Capsaicin reduces PLGA-induced fibrosis by promoting M2 macrophages and suppressing overall inflammatory Response.

Capsaicin reduced poly(lactic-co-glycolic) acid (PLGA)-induced fibrosis by promoting IL-10 secretion and suppressing alpha-smooth muscle actin (α-SMA) expression. The lifetime and efficacy of tissue engineering scaffolds are determined by the foreign body response. In this study, we investigated the in vitro and in vivo effects of capsaicin to reduce biomaterial-induced fibrosis. RAW 264.7 cells cultured on PLGA films with capsaicin responded with significant (p < 0.05) upregulation in M2 markers arginase-1 and IL-10 and downregulation of M1 markers iNOS and IL-12, demonstrating the potential of capsaicin to reduce PLGA-induced inflammation. Subsequent animal studies were conducted where PLGA and capsaicin-embedded PLGA discs were implanted in C57BL/6 mice for 2 and 14 days. Explanted capsaicin-embedded PLGA implants had 40% less collagen than PLGA-only implants. Capsaicin caused a 35% increase in IL-10 which played a key role in suppressing fibrosis.

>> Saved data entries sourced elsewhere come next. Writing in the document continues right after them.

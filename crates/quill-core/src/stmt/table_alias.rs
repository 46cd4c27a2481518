use super::{Expr, ExprColumn, TableRef};
use crate::schema::{Table, TableId};

use std::sync::Arc;

/// A table referenced under another name.
///
/// Without an explicit name the compiler assigns `<table>_<n>`, numbered per
/// compile call.
#[derive(Debug)]
pub struct TableAlias {
    pub table: TableId,

    pub name: Option<String>,

    /// Column names copied from the table so references can be resolved
    /// without the schema.
    columns: Vec<String>,
}

impl TableAlias {
    pub fn new(table: &Table) -> Arc<TableAlias> {
        Self::build(table, None)
    }

    pub fn named(table: &Table, name: impl Into<String>) -> Arc<TableAlias> {
        Self::build(table, Some(name.into()))
    }

    fn build(table: &Table, name: Option<String>) -> Arc<TableAlias> {
        Arc::new(TableAlias {
            table: table.id,
            name,
            columns: table.columns.iter().map(|c| c.name.clone()).collect(),
        })
    }

    /// References a column of the aliased table.
    ///
    /// # Panics
    ///
    /// Panics if the table has no such column.
    pub fn c(self: &Arc<Self>, name: &str) -> Expr {
        let Some(index) = self.column_index(name) else {
            panic!("aliased table has no column named `{name}`");
        };

        ExprColumn {
            source: TableRef::from(self),
            index,
        }
        .into()
    }

    pub fn column_index(&self, name: &str) -> Option<usize> {
        self.columns.iter().position(|c| c == name)
    }

    pub fn column_name(&self, index: usize) -> &str {
        &self.columns[index]
    }
}

impl Table {
    /// Creates an anonymous alias of this table.
    pub fn alias(&self) -> Arc<TableAlias> {
        TableAlias::new(self)
    }
}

Macrophage phenotype markers in peritoneal cells and adherent cells were unaffected by capsaicin; however, capsaicin suppressed the myofibroblast marker α-SMA in adherent cells by day 14. Overall, our results revealed that capsaicin reduced biomaterial-induced fibrosis and demonstrates that capsaicin has the potential to extend the lifetime of a tissue engineering scaffold when used in long-term drug release applications from hydrophobic biomaterials. © 2018 Wiley Periodicals, Inc. J Biomed Mater Res Part A: 106A:2424-2432, 2018.